La prodigiosa Sagrada Familia de Gaudí


                                    Antoni Gaudí, el arquitecto prodigioso

                 El templo de la expiación de La Sagrada Familia de Barcelona, de Antoni Gaudí es una obra prodigiosa, tanto en su concepción, como en su desarrollo, edificación y construcción.
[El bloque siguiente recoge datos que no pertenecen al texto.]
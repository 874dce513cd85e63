//! Record and key types flowing through the pipeline

use chrono::NaiveDateTime;
use serde::{Deserialize, Serialize};
use std::cmp::Ordering;
use std::collections::BTreeMap;

/// Render format for timestamps: `yyyy-MM-dd HH:mm:ss.SS`
const TIMESTAMP_SECONDS_FORMAT: &str = "%Y-%m-%d %H:%M:%S";

/// A single field value, raw or normalized
#[derive(Debug, Clone, PartialEq, Serialize, Deserialize)]
#[serde(tag = "type", content = "value", rename_all = "snake_case")]
pub enum FieldValue {
    Null,
    Bool(bool),
    Integer(i64),
    Double(f64),
    String(String),
    Timestamp(NaiveDateTime),
}

impl FieldValue {
    /// Convert a JSON value as read from the source batch.
    ///
    /// Nested arrays and objects are carried as their JSON text.
    pub fn from_json(value: serde_json::Value) -> Self {
        use serde_json::Value;

        match value {
            Value::Null => FieldValue::Null,
            Value::Bool(b) => FieldValue::Bool(b),
            Value::Number(n) => match n.as_i64() {
                Some(i) => FieldValue::Integer(i),
                None => n.as_f64().map(FieldValue::Double).unwrap_or(FieldValue::Null),
            },
            Value::String(s) => FieldValue::String(s),
            nested @ (Value::Array(_) | Value::Object(_)) => FieldValue::String(nested.to_string()),
        }
    }

    pub fn is_null(&self) -> bool {
        matches!(self, FieldValue::Null)
    }

    pub fn type_name(&self) -> &'static str {
        match self {
            FieldValue::Null => "null",
            FieldValue::Bool(_) => "bool",
            FieldValue::Integer(_) => "integer",
            FieldValue::Double(_) => "double",
            FieldValue::String(_) => "string",
            FieldValue::Timestamp(_) => "timestamp",
        }
    }

    /// Canonical text form used for record keys and partition paths.
    ///
    /// `None` for null; every other value renders deterministically.
    pub fn render(&self) -> Option<String> {
        match self {
            FieldValue::Null => None,
            FieldValue::Bool(b) => Some(b.to_string()),
            FieldValue::Integer(i) => Some(i.to_string()),
            FieldValue::Double(d) => Some(d.to_string()),
            FieldValue::String(s) => Some(s.clone()),
            FieldValue::Timestamp(ts) => Some(format_timestamp(ts)),
        }
    }

    /// Ordering used by the precombine rule.
    ///
    /// Numbers compare across integer/double, timestamps with timestamps,
    /// strings lexicographically. Anything else is incomparable.
    pub fn precombine_cmp(&self, other: &FieldValue) -> Option<Ordering> {
        use FieldValue::*;

        match (self, other) {
            (Integer(a), Integer(b)) => Some(a.cmp(b)),
            (Integer(a), Double(b)) => (*a as f64).partial_cmp(b),
            (Double(a), Integer(b)) => a.partial_cmp(&(*b as f64)),
            (Double(a), Double(b)) => a.partial_cmp(b),
            (Timestamp(a), Timestamp(b)) => Some(a.cmp(b)),
            (String(a), String(b)) => Some(a.cmp(b)),
            (Bool(a), Bool(b)) => Some(a.cmp(b)),
            _ => None,
        }
    }
}

impl From<&str> for FieldValue {
    fn from(value: &str) -> Self {
        FieldValue::String(value.to_string())
    }
}

impl From<String> for FieldValue {
    fn from(value: String) -> Self {
        FieldValue::String(value)
    }
}

impl From<i64> for FieldValue {
    fn from(value: i64) -> Self {
        FieldValue::Integer(value)
    }
}

impl From<f64> for FieldValue {
    fn from(value: f64) -> Self {
        FieldValue::Double(value)
    }
}

impl From<bool> for FieldValue {
    fn from(value: bool) -> Self {
        FieldValue::Bool(value)
    }
}

impl From<NaiveDateTime> for FieldValue {
    fn from(value: NaiveDateTime) -> Self {
        FieldValue::Timestamp(value)
    }
}

/// Formats a timestamp with two fractional digits
pub fn format_timestamp(ts: &NaiveDateTime) -> String {
    let centis = ts.and_utc().timestamp_subsec_nanos() / 10_000_000;
    format!("{}.{:02}", ts.format(TIMESTAMP_SECONDS_FORMAT), centis)
}

/// Parses the rendered timestamp form back, with or without the fraction
pub fn parse_timestamp(text: &str) -> Option<NaiveDateTime> {
    NaiveDateTime::parse_from_str(text, "%Y-%m-%d %H:%M:%S%.f")
        .or_else(|_| NaiveDateTime::parse_from_str(text, TIMESTAMP_SECONDS_FORMAT))
        .ok()
        .or_else(|| {
            chrono::DateTime::parse_from_rfc3339(text)
                .ok()
                .map(|dt| dt.naive_utc())
        })
}

type Fields = BTreeMap<String, FieldValue>;

/// A record as received from the source batch
#[derive(Debug, Clone, Default, PartialEq, Serialize, Deserialize)]
#[serde(transparent)]
pub struct RawRecord {
    fields: Fields,
}

impl RawRecord {
    pub fn new() -> Self {
        Self::default()
    }

    /// Build from one JSON object of the input batch
    pub fn from_json_object(object: serde_json::Map<String, serde_json::Value>) -> Self {
        object
            .into_iter()
            .map(|(name, value)| (name, FieldValue::from_json(value)))
            .collect()
    }

    pub fn with(mut self, name: impl Into<String>, value: impl Into<FieldValue>) -> Self {
        self.fields.insert(name.into(), value.into());
        self
    }

    pub fn get(&self, name: &str) -> Option<&FieldValue> {
        self.fields.get(name)
    }

    pub fn contains(&self, name: &str) -> bool {
        self.fields.contains_key(name)
    }

    pub fn len(&self) -> usize {
        self.fields.len()
    }

    pub fn is_empty(&self) -> bool {
        self.fields.is_empty()
    }

    pub(crate) fn into_fields(self) -> Fields {
        self.fields
    }
}

impl FromIterator<(String, FieldValue)> for RawRecord {
    fn from_iter<T: IntoIterator<Item = (String, FieldValue)>>(iter: T) -> Self {
        Self {
            fields: iter.into_iter().collect(),
        }
    }
}

/// A record whose declared fields are present and typed per the schema contract
#[derive(Debug, Clone, Default, PartialEq, Serialize, Deserialize)]
#[serde(transparent)]
pub struct NormalizedRecord {
    fields: Fields,
}

impl NormalizedRecord {
    pub(crate) fn from_fields(fields: Fields) -> Self {
        Self { fields }
    }

    pub fn get(&self, name: &str) -> Option<&FieldValue> {
        self.fields.get(name)
    }

    pub fn contains(&self, name: &str) -> bool {
        self.fields.contains_key(name)
    }

    pub fn fields(&self) -> impl Iterator<Item = (&str, &FieldValue)> {
        self.fields.iter().map(|(k, v)| (k.as_str(), v))
    }

    pub fn len(&self) -> usize {
        self.fields.len()
    }

    pub fn is_empty(&self) -> bool {
        self.fields.is_empty()
    }

    /// Hand the record back as raw input, e.g. to re-run normalization
    pub fn into_raw(self) -> RawRecord {
        RawRecord {
            fields: self.fields,
        }
    }
}

/// Composite record key, `field:value` pairs joined by [`RecordKey::DELIMITER`]
#[derive(Debug, Clone, PartialEq, Eq, Hash, PartialOrd, Ord, Serialize, Deserialize)]
#[serde(transparent)]
pub struct RecordKey(String);

impl RecordKey {
    /// Reserved between key parts; never allowed inside a key value
    pub const DELIMITER: char = ',';

    pub(crate) fn new(rendered: String) -> Self {
        Self(rendered)
    }

    pub fn as_str(&self) -> &str {
        &self.0
    }
}

impl std::fmt::Display for RecordKey {
    fn fmt(&self, f: &mut std::fmt::Formatter<'_>) -> std::fmt::Result {
        f.write_str(&self.0)
    }
}

/// Partition path, `field=value` segments (hive style) joined by [`PartitionPath::SEPARATOR`]
#[derive(Debug, Clone, PartialEq, Eq, Hash, PartialOrd, Ord, Serialize, Deserialize)]
#[serde(transparent)]
pub struct PartitionPath(String);

impl PartitionPath {
    pub const SEPARATOR: char = '/';

    pub(crate) fn new(rendered: String) -> Self {
        Self(rendered)
    }

    pub fn as_str(&self) -> &str {
        &self.0
    }
}

impl std::fmt::Display for PartitionPath {
    fn fmt(&self, f: &mut std::fmt::Formatter<'_>) -> std::fmt::Result {
        f.write_str(&self.0)
    }
}

/// A normalized record with its derived key and partition
#[derive(Debug, Clone, PartialEq)]
pub struct KeyedRecord {
    pub key: RecordKey,
    pub partition: PartitionPath,
    pub record: NormalizedRecord,
    /// Position in the source batch
    pub position: usize,
}

/// Address of a record to tombstone
///
/// `partition` is `None` when the delete input did not carry the partition
/// fields; the tombstone then applies to the key in every partition.
#[derive(Debug, Clone, PartialEq, Eq, Hash, PartialOrd, Ord, Serialize, Deserialize)]
pub struct DeleteKey {
    pub key: RecordKey,
    pub partition: Option<PartitionPath>,
}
Nunca dejará de hablarse de esos aspectos y hay demasiado escrito acerca de ellos, aunque nunca será suficiente.

                    La fachada más conocida, la de la Sagrada Familia, está construida y levantada entre los últimos años del siglo XIX y los primeros del siglo XX. La mayor parte del nuevo templo está en edificación desde casi un siglo después y las dificultades técnicas a las que se enfrentan los arquitectos son enormes, con grúas gigantescas que se elevan sobre los elevadísimos pináculos o agujas. No es posible saber cuáles hubiesen sido las soluciones técnicas pensadas por Gaudí, aunque es de suponer que en su cabeza estaría la idea de que el proyecto de una catedral o gran templo, supone una obra que abarca más de un siglo. El templo sufrió un parón constructivo de medio siglo.
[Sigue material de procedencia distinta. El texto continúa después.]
//! Table store abstraction
//!
//! The ingestion layer drives a transactional table store through the
//! [`TableStore`] trait. A commit follows a requested → inflight → completed
//! timeline: [`TableStore::start_commit`] reserves an instant (one inflight
//! instant per table), [`TableStore::commit`] applies the batch atomically,
//! and [`TableStore::abort_commit`] rolls an inflight instant back.
//!
//! Two implementations ship with the crate:
//!
//! - [`InMemoryTableStore`]: process-local, used by tests and dry runs
//! - [`LocalTableStore`]: JSON snapshot per table under the output path

use async_trait::async_trait;
use chrono::{DateTime, NaiveDateTime, Utc};
use serde::{Deserialize, Serialize};
use std::collections::{BTreeMap, BTreeSet};
use thiserror::Error;
use tradelake_common::TableId;

use crate::catalog::CatalogSyncRequest;
use crate::config::StorageConfig;
use crate::record::{DeleteKey, NormalizedRecord, PartitionPath, RecordKey};
use crate::router::WriteMode;

pub mod local;
pub mod memory;
mod state;

pub use local::LocalTableStore;
pub use memory::InMemoryTableStore;

/// Errors reported by a table store
#[derive(Error, Debug)]
pub enum StoreError {
    #[error("Concurrent writer on {table}: instant {inflight} is still inflight")]
    ConcurrentWriter { table: String, inflight: String },

    #[error("Key {key} already exists in partition {partition}")]
    DuplicateKey { key: String, partition: String },

    #[error("Instant {0} is not inflight")]
    UnknownInstant(String),

    #[error("Commit rejected: {0}")]
    Rejected(String),

    #[error("Store IO error: {0}")]
    Io(#[from] std::io::Error),

    #[error("Store state is corrupt: {0}")]
    Corrupt(String),
}

pub type StoreResult<T> = std::result::Result<T, StoreError>;

// ============================================================================
// Commit instants
// ============================================================================

const INSTANT_SECONDS_FORMAT: &str = "%Y%m%d%H%M%S";

/// Timeline id of one commit, rendered `yyyyMMddHHmmssSSS` in UTC
#[derive(Debug, Clone, Copy, PartialEq, Eq, Hash, PartialOrd, Ord, Serialize, Deserialize)]
#[serde(try_from = "String", into = "String")]
pub struct CommitInstant {
    millis: i64,
}

impl CommitInstant {
    pub fn from_millis(millis: i64) -> Self {
        Self { millis }
    }

    /// Next instant on a timeline whose latest instant is `previous`.
    ///
    /// Wall-clock milliseconds, bumped past `previous` when the clock has not
    /// moved on, so instants are strictly increasing per table.
    pub fn next_after(previous: Option<CommitInstant>) -> Self {
        let now = Self::from_millis(Utc::now().timestamp_millis());
        match previous {
            Some(prev) if prev >= now => Self::from_millis(prev.millis + 1),
            _ => now,
        }
    }

    pub fn as_millis(&self) -> i64 {
        self.millis
    }

    pub fn parse(text: &str) -> StoreResult<Self> {
        let invalid = || StoreError::Corrupt(format!("'{}' is not a commit instant", text));

        if text.len() != 17 || !text.bytes().all(|b| b.is_ascii_digit()) {
            return Err(invalid());
        }
        let (seconds, millis) = text.split_at(14);
        let seconds = NaiveDateTime::parse_from_str(seconds, INSTANT_SECONDS_FORMAT)
            .map_err(|_| invalid())?;
        let millis: i64 = millis.parse().map_err(|_| invalid())?;

        Ok(Self::from_millis(seconds.and_utc().timestamp_millis() + millis))
    }
}

impl std::fmt::Display for CommitInstant {
    fn fmt(&self, f: &mut std::fmt::Formatter<'_>) -> std::fmt::Result {
        match DateTime::from_timestamp_millis(self.millis) {
            Some(dt) => write!(
                f,
                "{}{:03}",
                dt.format(INSTANT_SECONDS_FORMAT),
                self.millis.rem_euclid(1000)
            ),
            None => write!(f, "{}", self.millis),
        }
    }
}

impl TryFrom<String> for CommitInstant {
    type Error = StoreError;

    fn try_from(value: String) -> StoreResult<Self> {
        Self::parse(&value)
    }
}

impl From<CommitInstant> for String {
    fn from(value: CommitInstant) -> Self {
        value.to_string()
    }
}

// ============================================================================
// Write batches
// ============================================================================

/// One change applied by a commit
#[derive(Debug, Clone, PartialEq, Serialize, Deserialize)]
#[serde(tag = "op", rename_all = "snake_case")]
pub enum WriteRecord {
    /// New key; the store rejects it if the key exists (unless indexing is skipped)
    Insert {
        key: RecordKey,
        partition: PartitionPath,
        record: NormalizedRecord,
    },
    /// Replace a stored record in place
    Update {
        key: RecordKey,
        partition: PartitionPath,
        record: NormalizedRecord,
    },
    /// Tombstone a key, in one partition or all of them
    Delete(DeleteKey),
}

impl WriteRecord {
    pub fn key(&self) -> &RecordKey {
        match self {
            WriteRecord::Insert { key, .. } | WriteRecord::Update { key, .. } => key,
            WriteRecord::Delete(delete) => &delete.key,
        }
    }
}

/// Per-commit options passed through to the store
#[derive(Debug, Clone, Default, PartialEq, Serialize, Deserialize)]
pub struct WriteOptions {
    /// Skip per-record uniqueness checks and index maintenance (bulk insert)
    pub skip_index: bool,
    pub storage: StorageConfig,
}

/// Everything one commit applies
#[derive(Debug, Clone, PartialEq, Serialize, Deserialize)]
pub struct WriteBatch {
    pub operation: WriteMode,
    pub records: Vec<WriteRecord>,
    pub options: WriteOptions,
}

/// Change counts of one partition within a commit
#[derive(Debug, Clone, Copy, Default, PartialEq, Eq, Serialize, Deserialize)]
pub struct PartitionStats {
    pub inserts: usize,
    pub updates: usize,
    pub deletes: usize,
}

/// Completed commit as recorded on the table timeline
#[derive(Debug, Clone, PartialEq, Eq, Serialize, Deserialize)]
pub struct CommitMetadata {
    pub instant: CommitInstant,
    pub operation: WriteMode,
    pub partitions: BTreeMap<PartitionPath, PartitionStats>,
    pub total_records: usize,
}

impl CommitMetadata {
    pub fn inserts(&self) -> usize {
        self.partitions.values().map(|p| p.inserts).sum()
    }

    pub fn updates(&self) -> usize {
        self.partitions.values().map(|p| p.updates).sum()
    }

    pub fn deletes(&self) -> usize {
        self.partitions.values().map(|p| p.deletes).sum()
    }
}

/// A stored record as returned by reads
#[derive(Debug, Clone, PartialEq, Serialize, Deserialize)]
pub struct StoredRecord {
    pub partition: PartitionPath,
    pub key: RecordKey,
    pub record: NormalizedRecord,
    /// Commit that last wrote this record
    pub instant: CommitInstant,
}

// ============================================================================
// Retention
// ============================================================================

/// Declarative retention instruction issued after a commit
#[derive(Debug, Clone, Copy, PartialEq, Eq, Serialize, Deserialize)]
pub struct RetentionDirective {
    /// Archive the oldest commits until this many remain; `None` keeps all
    pub archive_to: Option<usize>,
    /// Run the cleaner over superseded record versions
    pub clean: bool,
    /// Superseded versions written by the newest this-many commits are kept
    pub cleaner_commits_retained: usize,
}

impl RetentionDirective {
    pub fn is_noop(&self) -> bool {
        self.archive_to.is_none() && !self.clean
    }
}

/// What the store did for a [`RetentionDirective`]
#[derive(Debug, Clone, Copy, Default, PartialEq, Eq, Serialize, Deserialize)]
pub struct RetentionReport {
    pub archived_commits: usize,
    pub cleaned_versions: usize,
    pub remaining_commits: usize,
}

// ============================================================================
// Store trait
// ============================================================================

/// Optional store features the router depends on
#[derive(Debug, Clone, Copy, PartialEq, Eq, Serialize, Deserialize)]
pub struct StoreCapabilities {
    /// Point lookup by record key, required by upsert
    pub point_lookup: bool,
    /// Unindexed appends, required by bulk insert
    pub bulk_insert: bool,
}

impl StoreCapabilities {
    pub fn full() -> Self {
        Self {
            point_lookup: true,
            bulk_insert: true,
        }
    }
}

impl Default for StoreCapabilities {
    fn default() -> Self {
        Self::full()
    }
}

#[async_trait]
pub trait TableStore: Send + Sync {
    fn capabilities(&self) -> StoreCapabilities;

    /// Reserve the next instant; fails if another instant is inflight
    async fn start_commit(&self, table: &TableId, operation: WriteMode) -> StoreResult<CommitInstant>;

    /// Apply `batch` under an inflight instant, all or nothing
    async fn commit(
        &self,
        table: &TableId,
        instant: CommitInstant,
        batch: WriteBatch,
    ) -> StoreResult<CommitMetadata>;

    /// Roll back an inflight instant without applying anything
    async fn abort_commit(&self, table: &TableId, instant: CommitInstant) -> StoreResult<()>;

    /// Point lookup of one record
    async fn lookup(
        &self,
        table: &TableId,
        partition: &PartitionPath,
        key: &RecordKey,
    ) -> StoreResult<Option<NormalizedRecord>>;

    /// Subset of `keys` that currently exist in the table
    async fn existing_keys(
        &self,
        table: &TableId,
        keys: &[(PartitionPath, RecordKey)],
    ) -> StoreResult<BTreeSet<(PartitionPath, RecordKey)>> {
        let mut found = BTreeSet::new();
        for (partition, key) in keys {
            if self.lookup(table, partition, key).await?.is_some() {
                found.insert((partition.clone(), key.clone()));
            }
        }
        Ok(found)
    }

    /// Every live record, ordered by partition then key
    async fn scan(&self, table: &TableId) -> StoreResult<Vec<StoredRecord>>;

    /// Completed commits on the active timeline, oldest first
    async fn commit_history(&self, table: &TableId) -> StoreResult<Vec<CommitMetadata>>;

    async fn apply_retention(
        &self,
        table: &TableId,
        directive: RetentionDirective,
    ) -> StoreResult<RetentionReport>;

    async fn sync_catalog(&self, request: &CatalogSyncRequest) -> StoreResult<()>;
}

#[cfg(test)]
#[allow(clippy::unwrap_used, clippy::expect_used)]
mod tests {
    use super::*;

    #[test]
    fn test_instant_format() {
        let instant = CommitInstant::parse("20210325091338120").unwrap();
        assert_eq!(instant.to_string(), "20210325091338120");
        assert_eq!(instant.as_millis(), 1_616_663_618_120);
        assert!(CommitInstant::parse("2021-03-25").is_err());
        assert!(CommitInstant::parse("20211325091338120").is_err());
    }

    #[test]
    fn test_instants_strictly_increase() {
        let far_future = CommitInstant::from_millis(Utc::now().timestamp_millis() + 60_000);
        let next = CommitInstant::next_after(Some(far_future));
        assert!(next > far_future);
        assert_eq!(next.as_millis(), far_future.as_millis() + 1);
        assert!(CommitInstant::next_after(None) > CommitInstant::from_millis(0));
    }

    #[test]
    fn test_instant_serializes_as_text() {
        let instant = CommitInstant::parse("20240101000000007").unwrap();
        let json = serde_json::to_string(&instant).unwrap();
        assert_eq!(json, "\"20240101000000007\"");
        let back: CommitInstant = serde_json::from_str(&json).unwrap();
        assert_eq!(back, instant);
    }

    #[test]
    fn test_commit_metadata_totals() {
        let mut partitions = BTreeMap::new();
        partitions.insert(
            PartitionPath::new("pair=XBTUSD".into()),
            PartitionStats { inserts: 2, updates: 1, deletes: 0 },
        );
        partitions.insert(
            PartitionPath::new("pair=ETHUSD".into()),
            PartitionStats { inserts: 1, updates: 0, deletes: 3 },
        );
        let meta = CommitMetadata {
            instant: CommitInstant::from_millis(0),
            operation: WriteMode::Upsert,
            partitions,
            total_records: 7,
        };
        assert_eq!((meta.inserts(), meta.updates(), meta.deletes()), (3, 1, 3));
    }
}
                 Antoni Gaudí murió en 1926 cuando contaba ya con 74 años, por lo que sería consciente de que no vería acabada su obra, y también de que la evolución de los medios de construcción resolverían los problemas que él no podía acometer.
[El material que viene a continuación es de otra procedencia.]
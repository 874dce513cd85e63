//! Write mode tests
//!
//! One commit per batch under insert, upsert, bulk_insert and delete, with
//! preconditions rejected before the store is touched.

mod common;

use common::{config_builder, delete_key, table_id, trade, TestTable};
use std::sync::Arc;
use tokio_util::sync::CancellationToken;
use tradelake_ingest::error::IngestError;
use tradelake_ingest::record::{FieldValue, RawRecord};
use tradelake_ingest::retention::LifecycleState;
use tradelake_ingest::store::{InMemoryTableStore, StoreCapabilities, StoreError, TableStore};
use tradelake_ingest::{ErrorKind, WriteMode};

// ============================================================================
// Insert
// ============================================================================

#[tokio::test]
async fn test_insert_existing_key_fails_whole_batch() {
    let table = TestTable::new();
    table.commit(vec![trade(1, 100, "BTCUSD")], WriteMode::Insert).await;

    let err = table
        .run(vec![trade(2, 100, "BTCUSD"), trade(1, 100, "BTCUSD")], WriteMode::Insert)
        .await
        .into_result()
        .unwrap_err();

    assert_eq!(err.kind(), ErrorKind::Write);
    assert!(matches!(err, IngestError::Write(StoreError::DuplicateKey { .. })));
    assert_eq!(table.commits().await, 1);
    assert_eq!(table.ids().await, vec![("1".to_string(), "BTCUSD".to_string())]);
}

#[tokio::test]
async fn test_failed_commit_walks_back_to_idle() {
    let table = TestTable::new();
    table.store.reject_commits(Some("disk full")).await;

    let err = table
        .run(vec![trade(1, 100, "BTCUSD")], WriteMode::Insert)
        .await
        .into_result()
        .unwrap_err();
    assert_eq!(err.kind(), ErrorKind::Write);

    // The instant was released, so the next run can commit
    table.store.reject_commits(None).await;
    let report = table.commit(vec![trade(1, 100, "BTCUSD")], WriteMode::Insert).await;
    assert_eq!(
        report.lifecycle,
        vec![
            LifecycleState::Idle,
            LifecycleState::Writing,
            LifecycleState::Committed,
            LifecycleState::Cleaning,
            LifecycleState::Idle,
        ]
    );
}

// ============================================================================
// Upsert
// ============================================================================

#[tokio::test]
async fn test_upsert_counts_inserts_and_updates() {
    let table = TestTable::new();
    table
        .commit(vec![trade(1, 100, "BTCUSD"), trade(2, 100, "BTCUSD")], WriteMode::Insert)
        .await;

    let report = table
        .commit(
            vec![
                trade(1, 100, "BTCUSD").with("fee", "0.5").with("version", 2_i64),
                trade(3, 100, "BTCUSD"),
            ],
            WriteMode::Upsert,
        )
        .await;

    assert_eq!(report.commit.updates(), 1);
    assert_eq!(report.commit.inserts(), 1);
    assert_eq!(table.rows().await.len(), 3);

    let updated = table
        .store
        .scan(&table_id())
        .await
        .unwrap()
        .into_iter()
        .find(|row| row.record.get("id") == Some(&FieldValue::Integer(1)))
        .unwrap();
    assert_eq!(updated.record.get("fee"), Some(&FieldValue::Double(0.5)));
    assert_eq!(updated.instant, report.commit.instant);
}

#[tokio::test]
async fn test_upsert_is_idempotent_on_replay() {
    let table = TestTable::new();
    let batch = vec![trade(1, 100, "BTCUSD"), trade(2, 200, "ETHUSD")];

    table.commit(batch.clone(), WriteMode::Upsert).await;
    let first: Vec<_> = table.rows().await.into_iter().map(|r| (r.key, r.record)).collect();

    table.commit(batch, WriteMode::Upsert).await;
    let second: Vec<_> = table.rows().await.into_iter().map(|r| (r.key, r.record)).collect();

    assert_eq!(first, second);
    assert_eq!(table.commits().await, 2);
}

#[tokio::test]
async fn test_upsert_without_point_lookup_rejected_before_store_call() {
    let store = Arc::new(InMemoryTableStore::with_capabilities(StoreCapabilities {
        point_lookup: false,
        bulk_insert: true,
    }));
    let table = TestTable::with_store(config_builder().build().unwrap(), store);

    let err = table
        .run(vec![trade(1, 100, "BTCUSD")], WriteMode::Upsert)
        .await
        .into_result()
        .unwrap_err();

    assert_eq!(err.kind(), ErrorKind::Config);
    assert_eq!(table.store.store_calls(), 0);
}

// ============================================================================
// Bulk insert
// ============================================================================

#[tokio::test]
async fn test_bulk_insert_writes_all_partitions() {
    let table = TestTable::new();
    let batch: Vec<RawRecord> = (0..50)
        .map(|i| trade(i, 100, if i % 2 == 0 { "BTCUSD" } else { "ETHUSD" }))
        .collect();

    let report = table.commit(batch, WriteMode::BulkInsert).await;

    assert_eq!(report.commit.inserts(), 50);
    assert_eq!(report.commit.partitions.len(), 2);
    assert_eq!(table.rows().await.len(), 50);
}

#[tokio::test]
async fn test_bulk_insert_without_capability_rejected() {
    let store = Arc::new(InMemoryTableStore::with_capabilities(StoreCapabilities {
        point_lookup: true,
        bulk_insert: false,
    }));
    let table = TestTable::with_store(config_builder().build().unwrap(), store);

    let err = table
        .run(vec![trade(1, 100, "BTCUSD")], WriteMode::BulkInsert)
        .await
        .into_result()
        .unwrap_err();
    assert_eq!(err.kind(), ErrorKind::Config);
    assert_eq!(table.store.store_calls(), 0);
}

// ============================================================================
// Delete
// ============================================================================

#[tokio::test]
async fn test_delete_tombstones_only_named_key() {
    let table = TestTable::new();
    table
        .commit(
            vec![trade(1, 100, "BTCUSD"), trade(1, 200, "BTCUSD"), trade(2, 100, "ETHUSD")],
            WriteMode::Insert,
        )
        .await;

    let report = table.commit(vec![delete_key(1, 100)], WriteMode::Delete).await;

    assert_eq!(report.commit.deletes(), 1);
    let remaining: Vec<_> = table
        .rows()
        .await
        .into_iter()
        .map(|r| r.key.to_string())
        .collect();
    assert_eq!(remaining.len(), 2);
    assert!(remaining.iter().all(|k| k != "id:1,close_time:1970-01-01 00:01:40.00"));
}

#[tokio::test]
async fn test_delete_with_partition_only_touches_that_partition() {
    let table = TestTable::new();
    table
        .commit(vec![trade(1, 100, "BTCUSD"), trade(1, 100, "ETHUSD")], WriteMode::Insert)
        .await;

    table
        .commit(vec![delete_key(1, 100).with("pair", "ETHUSD")], WriteMode::Delete)
        .await;

    assert_eq!(table.ids().await, vec![("1".to_string(), "BTCUSD".to_string())]);
}

#[tokio::test]
async fn test_delete_of_missing_key_still_commits() {
    let table = TestTable::new();
    let report = table.commit(vec![delete_key(9, 100)], WriteMode::Delete).await;
    assert_eq!(report.commit.deletes(), 0);
    assert_eq!(table.commits().await, 1);
}

#[tokio::test]
async fn test_delete_ignores_non_key_fields() {
    let table = TestTable::new();
    table.commit(vec![trade(1, 100, "BTCUSD")], WriteMode::Insert).await;

    // A bad fee would fail an insert; deletes never cast it
    let report = table
        .commit(vec![delete_key(1, 100).with("fee", "bad")], WriteMode::Delete)
        .await;
    assert_eq!(report.commit.deletes(), 1);
    assert!(table.rows().await.is_empty());
}

// ============================================================================
// Preconditions
// ============================================================================

#[tokio::test]
async fn test_unknown_operation_never_reaches_store() {
    let table = TestTable::new();
    let status = table
        .pipeline
        .run_operation(vec![trade(1, 100, "BTCUSD")], "merge", &CancellationToken::new())
        .await;

    let err = status.into_result().unwrap_err();
    assert_eq!(err.kind(), ErrorKind::Config);
    assert_eq!(table.store.store_calls(), 0);
}

#[tokio::test]
async fn test_inflight_instant_blocks_second_writer() {
    let table = TestTable::new();
    let inflight = table
        .store
        .start_commit(&table_id(), WriteMode::Upsert)
        .await
        .unwrap();

    let err = table
        .run(vec![trade(1, 100, "BTCUSD")], WriteMode::Upsert)
        .await
        .into_result()
        .unwrap_err();
    assert!(matches!(err, IngestError::Write(StoreError::ConcurrentWriter { .. })));

    table.store.abort_commit(&table_id(), inflight).await.unwrap();
    table.commit(vec![trade(1, 100, "BTCUSD")], WriteMode::Upsert).await;
    assert_eq!(table.commits().await, 1);
}

#[tokio::test]
async fn test_cancelled_run_commits_nothing() {
    let table = TestTable::new();
    let cancel = CancellationToken::new();
    cancel.cancel();

    let err = table
        .pipeline
        .run(vec![trade(1, 100, "BTCUSD")], WriteMode::Insert, &cancel)
        .await
        .into_result()
        .unwrap_err();

    assert_eq!(err.kind(), ErrorKind::Cancelled);
    assert_eq!(table.commits().await, 0);
}

#[tokio::test]
async fn test_empty_batch_commits_once() {
    let table = TestTable::new();
    let report = table.commit(Vec::new(), WriteMode::Upsert).await;

    assert_eq!(report.records_read, 0);
    assert_eq!(report.commit.total_records, 0);
    assert_eq!(table.commits().await, 1);
}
                               Cristo suspendido en su majestad bajo el baldaquino

                   Todo llama la atención, pero desde el mismo momento en que se entra en el templo, la atención queda fijada en el esplendoroso crucificado, suspendido en su majestad, bajo un baldaquino del que penden racimos de uvas. Al parecer la idea nace en una expresión del propio Gaudí, en la que afirmaba: que le gustaría que el altar estuviese bajo una parra. La idea principal surge de un oratorio del escultor colaborador de Gaudí, Carles Mani, realizado para la Casa Batlló, del propio Gaudí. Otros colaboradores de Gaudí fueron  el arquitecto Francesc Berenguer y el escultor Llorenç Matamala.

                  La idea del baldaquino que cubre la imagen del crucificado cuenta con precedentes en la catedral Magistral de Alcalá de Henares, y también en la de Palma de Mallorca. La obra actual es del escultor gerundense Francesc Fajula.

                         La nave, el altar y todo el conjunto fue bendecido y consagrado por el Papa Benedicto XVI el 7 de noviembre de 2010, con la categoría de Basílica. Pero más que cualquier otra cosa que se pueda escribir, es preciso la contemplación.